Analysis Of Maximum Likelihood Zero Inflation Parameter Estimates
Parameter		DF	Estimate	Standard Error	Wald 95% Confidence Limits		Wald Chi-Square	Pr > ChiSq
Intercept		1	-0.1150	0.1779	-0.4636	0.2336	0.42	0.5179
photoperiod	8	1	-4.2924	0.8694	-5.9963	-2.5885	24.38	<.0001
photoperiod	16	0	0.0000	0.0000	0.0000	0.0000	.	.
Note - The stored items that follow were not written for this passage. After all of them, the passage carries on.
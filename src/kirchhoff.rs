//! Spanning-tree counts via Kirchhoff's Matrix-Tree Theorem.
//!
//! Any cofactor of the Laplacian (determinant after deleting one matching row
//! and column) equals the number of spanning trees.
//!
//! ## Determinant strategies
//!
//! - `Exact`: Gaussian elimination over `BigRational`. Always integral.
//! - `Float`: f64 elimination with partial pivoting, rounded to the nearest
//!   integer. The result is rejected unless it lies within
//!   `tolerance * max(1, |det|)` of that integer.

use num_bigint::BigInt;
use num_rational::BigRational;
use num_traits::{One, Signed, ToPrimitive, Zero};
use serde::{Deserialize, Serialize};

use crate::laplacian::{laplacian, IntMatrix, MatrixError};
use crate::types::SimpleGraph;

/// Default relative tolerance for the floating-point strategy.
pub const DEFAULT_FLOAT_TOLERANCE: f64 = 1e-6;

/// Error type for spanning-tree counting.
#[derive(Debug, Clone, PartialEq, thiserror::Error)]
pub enum KirchhoffError {
    /// The graph has no vertices, so there is no cofactor.
    #[error("Graph has no vertices")]
    EmptyGraph,
    /// Deleted row/column is out of range.
    #[error(transparent)]
    Matrix(#[from] MatrixError),
    /// Floating determinant is too far from an integer.
    #[error("Determinant {determinant} is not within tolerance {tolerance} of an integer")]
    NonIntegral {
        /// Computed determinant.
        determinant: f64,
        /// Relative tolerance applied.
        tolerance: f64,
    },
    /// A Laplacian cofactor came out negative.
    #[error("Negative cofactor {0}")]
    Negative(String),
    /// The count does not fit in 128 bits.
    #[error("Spanning tree count {0} does not fit in u128")]
    Overflow(String),
    /// Cofactors for different deleted indices disagree.
    #[error("Kirchhoff cofactors disagree: {counts:?}")]
    CofactorMismatch {
        /// (deleted index, count) pairs.
        counts: Vec<(usize, u128)>,
    },
}

/// How to evaluate cofactor determinants.
#[derive(Debug, Clone, Copy, PartialEq, Serialize, Deserialize)]
#[serde(tag = "kind", rename_all = "snake_case")]
pub enum DeterminantStrategy {
    /// Exact rational arithmetic.
    Exact,
    /// Floating point with a relative rounding tolerance.
    Float {
        /// Relative tolerance.
        tolerance: f64,
    },
}

impl DeterminantStrategy {
    /// Floating-point strategy with [`DEFAULT_FLOAT_TOLERANCE`].
    pub fn float() -> Self {
        Self::Float {
            tolerance: DEFAULT_FLOAT_TOLERANCE,
        }
    }
}

impl Default for DeterminantStrategy {
    fn default() -> Self {
        Self::Exact
    }
}

/// Exact determinant over the rationals.
pub fn exact_determinant(matrix: &IntMatrix) -> BigInt {
    let n = matrix.size();
    let mut a: Vec<Vec<BigRational>> = matrix
        .rows()
        .into_iter()
        .map(|row| {
            row.into_iter()
                .map(|v| BigRational::from_integer(BigInt::from(v)))
                .collect()
        })
        .collect();

    let mut det = BigRational::one();
    for col in 0..n {
        let Some(pivot) = (col..n).find(|&r| !a[r][col].is_zero()) else {
            return BigInt::zero();
        };
        if pivot != col {
            a.swap(pivot, col);
            det = -det;
        }
        let pivot_value = a[col][col].clone();
        det = det * &pivot_value;
        for r in (col + 1)..n {
            if a[r][col].is_zero() {
                continue;
            }
            let factor = &a[r][col] / &pivot_value;
            for c in col..n {
                let delta = &factor * &a[col][c];
                a[r][c] -= delta;
            }
        }
    }
    det.to_integer()
}

/// Floating-point determinant with partial pivoting.
pub fn float_determinant(matrix: &IntMatrix) -> f64 {
    let n = matrix.size();
    let mut a: Vec<Vec<f64>> = matrix
        .rows()
        .into_iter()
        .map(|row| row.into_iter().map(|v| v as f64).collect())
        .collect();

    let mut det = 1.0;
    for col in 0..n {
        let pivot = (col..n)
            .max_by(|&x, &y| a[x][col].abs().total_cmp(&a[y][col].abs()))
            .unwrap_or(col);
        if a[pivot][col] == 0.0 {
            return 0.0;
        }
        if pivot != col {
            a.swap(pivot, col);
            det = -det;
        }
        det *= a[col][col];
        for r in (col + 1)..n {
            let factor = a[r][col] / a[col][col];
            for c in col..n {
                a[r][c] -= factor * a[col][c];
            }
        }
    }
    det
}

/// Determinant of `matrix` as an exact integer, under `strategy`.
pub fn integer_determinant(
    matrix: &IntMatrix,
    strategy: DeterminantStrategy,
) -> Result<BigInt, KirchhoffError> {
    match strategy {
        DeterminantStrategy::Exact => Ok(exact_determinant(matrix)),
        DeterminantStrategy::Float { tolerance } => {
            let determinant = float_determinant(matrix);
            let rounded = determinant.round();
            if (determinant - rounded).abs() > tolerance * determinant.abs().max(1.0) {
                return Err(KirchhoffError::NonIntegral {
                    determinant,
                    tolerance,
                });
            }
            // Integral f64 values convert exactly
            Ok(BigInt::from(rounded as i128))
        }
    }
}

/// Number of spanning trees, from the cofactor that deletes `delete_idx`.
pub fn spanning_tree_count(
    graph: &SimpleGraph,
    delete_idx: usize,
    strategy: DeterminantStrategy,
) -> Result<u128, KirchhoffError> {
    if graph.vertex_count() == 0 {
        return Err(KirchhoffError::EmptyGraph);
    }
    let minor = laplacian(graph).minor(delete_idx)?;
    let det = integer_determinant(&minor, strategy)?;
    if det.is_negative() {
        return Err(KirchhoffError::Negative(det.to_string()));
    }
    let count = det.to_u128().ok_or_else(|| KirchhoffError::Overflow(det.to_string()))?;
    tracing::debug!(delete_idx, count = %count, "laplacian cofactor");
    Ok(count)
}

/// Spanning-tree counts for several deleted indices.
pub fn cofactor_counts(
    graph: &SimpleGraph,
    indices: &[usize],
    strategy: DeterminantStrategy,
) -> Result<Vec<(usize, u128)>, KirchhoffError> {
    indices
        .iter()
        .map(|&k| spanning_tree_count(graph, k, strategy).map(|count| (k, count)))
        .collect()
}

/// Spanning-tree count checked against the first `checks` cofactors
/// (at least one, at most one per vertex).
pub fn verified_tree_count(
    graph: &SimpleGraph,
    checks: usize,
    strategy: DeterminantStrategy,
) -> Result<u128, KirchhoffError> {
    let n = checks.clamp(1, graph.vertex_count().max(1));
    let indices: Vec<usize> = (0..n).collect();
    let counts = cofactor_counts(graph, &indices, strategy)?;
    let first = match counts.first() {
        Some(&(_, count)) => count,
        None => return Err(KirchhoffError::EmptyGraph),
    };
    if counts.iter().any(|&(_, c)| c != first) {
        return Err(KirchhoffError::CofactorMismatch { counts });
    }
    Ok(first)
}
You can generate comparative plots the same way as before with a few minor alterations. The values of the macro variables &max and &N have not changed, so you do not need to generate them a second time. You do need to capture the value of the negative binomial dispersion parameter in a macro variable, as demonstrated in the following DATA step:

data zinbparms;
   set zinbparms(where=(Parameter="Dispersion"));
   keep estimate;
   call symput('k',estimate);
run;

You compute the maximum likelihood estimates of the marginal probabilities the same way as before except that you now specify a negative binomial distribution in the PDF function; this is where the macro variable &k that contains the negative binomial dispersion parameter is used.

data zinb(drop= i);
   set zinb;
   lambda=pred/(1-pzero);
   k=&k;
   array ep{0:&max} ep0-ep&max;
   array c{0:&max} c0-c&max;
   do i = 0 to &max;
      if i=0 then ep{i}= pzero + (1-pzero)*pdf('NEGBINOMIAL',i,(1/(1+k*lambda)),(1/k));
      else        ep{i}=         (1-pzero)*pdf('NEGBINOMIAL',i,(1/(1+k*lambda)),(1/k));
      c{i}=ifn(roots=i,1,0);
   end;
run;

The marginal probabilities are computed the same as before (by computing the means of the conditional probabilities) except that the input data set name for the MEANS procedure set has changed from ZIP to ZINB. The SAS statements that reshape the output data sets are the same as before except that the name of the data set that contains the results is now called Zinbprob, the variable that contains the estimated probabilities is called Zinb, and the variable that contains the difference between the observed relative frequencies and the estimated probabilities is named Zinbdiff.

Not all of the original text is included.